PROVIDED RECORDS:
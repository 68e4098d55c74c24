//! Engine and provider configuration
//!
//! Configuration is plain serde data with defaults. Credentials can be
//! pulled from the environment with [`ProviderConfig::from_env`]; reading
//! and merging configuration files is left to the embedding application.

use crate::error::{ConverseError, Result};
use crate::orchestrator::OrchestratorConfig;
use crate::permissions::PermissionPolicy;
use crate::provider::{GenerationParams, RetryConfig, SecretString, DEFAULT_MAX_TOKENS};
use crate::tools::ToolRegistry;
use serde::{Deserialize, Serialize};
use std::path::PathBuf;
use std::str::FromStr;
use std::time::Duration;

/// Supported backend families
#[derive(Debug, Clone, Copy, PartialEq, Eq, Serialize, Deserialize)]
#[serde(rename_all = "lowercase")]
pub enum ProviderKind {
    Anthropic,
    #[serde(rename = "openai")]
    OpenAi,
    Bedrock,
}

impl FromStr for ProviderKind {
    type Err = ConverseError;

    fn from_str(s: &str) -> Result<Self> {
        match s.to_ascii_lowercase().as_str() {
            "anthropic" | "claude" => Ok(Self::Anthropic),
            "openai" => Ok(Self::OpenAi),
            "bedrock" | "aws" => Ok(Self::Bedrock),
            other => Err(ConverseError::Config(format!("Unknown provider: {}", other))),
        }
    }
}

impl std::fmt::Display for ProviderKind {
    fn fmt(&self, f: &mut std::fmt::Formatter<'_>) -> std::fmt::Result {
        match self {
            Self::Anthropic => write!(f, "anthropic"),
            Self::OpenAi => write!(f, "openai"),
            Self::Bedrock => write!(f, "bedrock"),
        }
    }
}

/// AWS credentials for signed requests
#[derive(Clone, PartialEq, Serialize, Deserialize)]
pub struct AwsCredentials {
    pub access_key_id: String,
    pub secret_access_key: SecretString,
    #[serde(default, skip_serializing_if = "Option::is_none")]
    pub session_token: Option<SecretString>,
}

impl AwsCredentials {
    pub fn new(access_key_id: impl Into<String>, secret_access_key: impl Into<String>) -> Self {
        Self {
            access_key_id: access_key_id.into(),
            secret_access_key: SecretString::new(secret_access_key),
            session_token: None,
        }
    }

    pub fn with_session_token(mut self, token: impl Into<String>) -> Self {
        self.session_token = Some(SecretString::new(token));
        self
    }
}

impl std::fmt::Debug for AwsCredentials {
    fn fmt(&self, f: &mut std::fmt::Formatter<'_>) -> std::fmt::Result {
        f.debug_struct("AwsCredentials")
            .field("access_key_id", &self.access_key_id)
            .field("secret_access_key", &"[REDACTED]")
            .field("session_token", &self.session_token.as_ref().map(|_| "[REDACTED]"))
            .finish()
    }
}

/// Which backend to talk to and how to authenticate
#[derive(Debug, Clone, PartialEq, Serialize, Deserialize)]
pub struct ProviderConfig {
    pub kind: ProviderKind,
    pub model: String,
    #[serde(default)]
    pub api_key: SecretString,
    #[serde(default, skip_serializing_if = "Option::is_none")]
    pub base_url: Option<String>,
    #[serde(default, skip_serializing_if = "Option::is_none")]
    pub region: Option<String>,
    #[serde(default, skip_serializing_if = "Option::is_none")]
    pub aws: Option<AwsCredentials>,
    #[serde(default)]
    pub retry: RetryConfig,
}

impl ProviderConfig {
    pub fn new(kind: ProviderKind, model: impl Into<String>) -> Self {
        Self {
            kind,
            model: model.into(),
            api_key: SecretString::default(),
            base_url: None,
            region: None,
            aws: None,
            retry: RetryConfig::default(),
        }
    }

    pub fn with_api_key(mut self, api_key: impl Into<String>) -> Self {
        self.api_key = SecretString::new(api_key);
        self
    }

    pub fn with_base_url(mut self, base_url: impl Into<String>) -> Self {
        self.base_url = Some(base_url.into());
        self
    }

    /// Populate credentials from the process environment
    pub fn from_env(kind: ProviderKind, model: impl Into<String>) -> Result<Self> {
        Self::from_lookup(kind, model, |key| std::env::var(key).ok())
    }

    /// Populate credentials through an arbitrary variable lookup
    pub fn from_lookup<F>(kind: ProviderKind, model: impl Into<String>, lookup: F) -> Result<Self>
    where
        F: Fn(&str) -> Option<String>,
    {
        let mut config = Self::new(kind, model);
        let require = |key: &str| {
            lookup(key)
                .filter(|v| !v.is_empty())
                .ok_or_else(|| ConverseError::Config(format!("{} is not set", key)))
        };

        match kind {
            ProviderKind::Anthropic => {
                config.api_key = SecretString::new(require("ANTHROPIC_API_KEY")?);
                config.base_url = lookup("ANTHROPIC_BASE_URL");
            }
            ProviderKind::OpenAi => {
                config.api_key = SecretString::new(require("OPENAI_API_KEY")?);
                config.base_url = lookup("OPENAI_BASE_URL");
            }
            ProviderKind::Bedrock => {
                let mut credentials = AwsCredentials::new(
                    require("AWS_ACCESS_KEY_ID")?,
                    require("AWS_SECRET_ACCESS_KEY")?,
                );
                if let Some(token) = lookup("AWS_SESSION_TOKEN").filter(|t| !t.is_empty()) {
                    credentials = credentials.with_session_token(token);
                }
                config.aws = Some(credentials);
                config.region = lookup("AWS_REGION").or_else(|| lookup("AWS_DEFAULT_REGION"));
            }
        }
        Ok(config)
    }
}

/// Default on-disk location for session snapshots
pub fn default_session_dir() -> PathBuf {
    dirs::data_local_dir()
        .unwrap_or_else(|| PathBuf::from("."))
        .join("a3s-converse")
        .join("sessions")
}

/// Tunables for the conversation engine
#[derive(Debug, Clone, Serialize, Deserialize)]
#[serde(default)]
pub struct EngineConfig {
    /// Upper bound on model turns per user request
    pub max_turns: usize,
    pub system_prompt: Option<String>,
    pub temperature: Option<f32>,
    pub max_tokens: u32,
    /// Session directory; `None` uses [`default_session_dir`]
    pub session_dir: Option<PathBuf>,
    pub permissions: PermissionPolicy,
    /// Default wall-clock limit for shell commands
    pub bash_timeout_secs: u64,
    /// How long an unanswered confirmation or question waits before denying
    pub prompt_timeout_secs: u64,
}

impl Default for EngineConfig {
    fn default() -> Self {
        Self {
            max_turns: crate::orchestrator::DEFAULT_MAX_TURNS,
            system_prompt: None,
            temperature: None,
            max_tokens: DEFAULT_MAX_TOKENS,
            session_dir: None,
            permissions: PermissionPolicy::default(),
            bash_timeout_secs: crate::tools::builtin::bash::DEFAULT_TIMEOUT_SECS,
            prompt_timeout_secs: 300,
        }
    }
}

impl EngineConfig {
    pub fn session_dir(&self) -> PathBuf {
        self.session_dir.clone().unwrap_or_else(default_session_dir)
    }

    /// Orchestrator settings for the given model
    pub fn orchestrator_config(&self, model: &str) -> OrchestratorConfig {
        let mut params = GenerationParams::new(model);
        params.temperature = self.temperature;
        params.max_tokens = self.max_tokens;
        OrchestratorConfig {
            max_turns: self.max_turns,
            system_prompt: self.system_prompt.clone(),
            params,
            ..OrchestratorConfig::default()
        }
    }

    /// Registry with every built-in tool, honoring the configured shell timeout
    pub fn tool_registry(&self) -> ToolRegistry {
        ToolRegistry::with_builtins_and_timeout(Duration::from_secs(self.bash_timeout_secs))
    }
}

DIRECTIONS:
Only the lines from the one with "params.temperature = self.temperature;" through the end of the data belong in the answer, each reproduced exactly.

COMPLETED TASK:
        params.temperature = self.temperature;
        params.max_tokens = self.max_tokens;
        OrchestratorConfig {
            max_turns: self.max_turns,
            system_prompt: self.system_prompt.clone(),
            params,
            ..OrchestratorConfig::default()
        }
    }

    /// Registry with every built-in tool, honoring the configured shell timeout
    pub fn tool_registry(&self) -> ToolRegistry {
        ToolRegistry::with_builtins_and_timeout(Duration::from_secs(self.bash_timeout_secs))
    }
}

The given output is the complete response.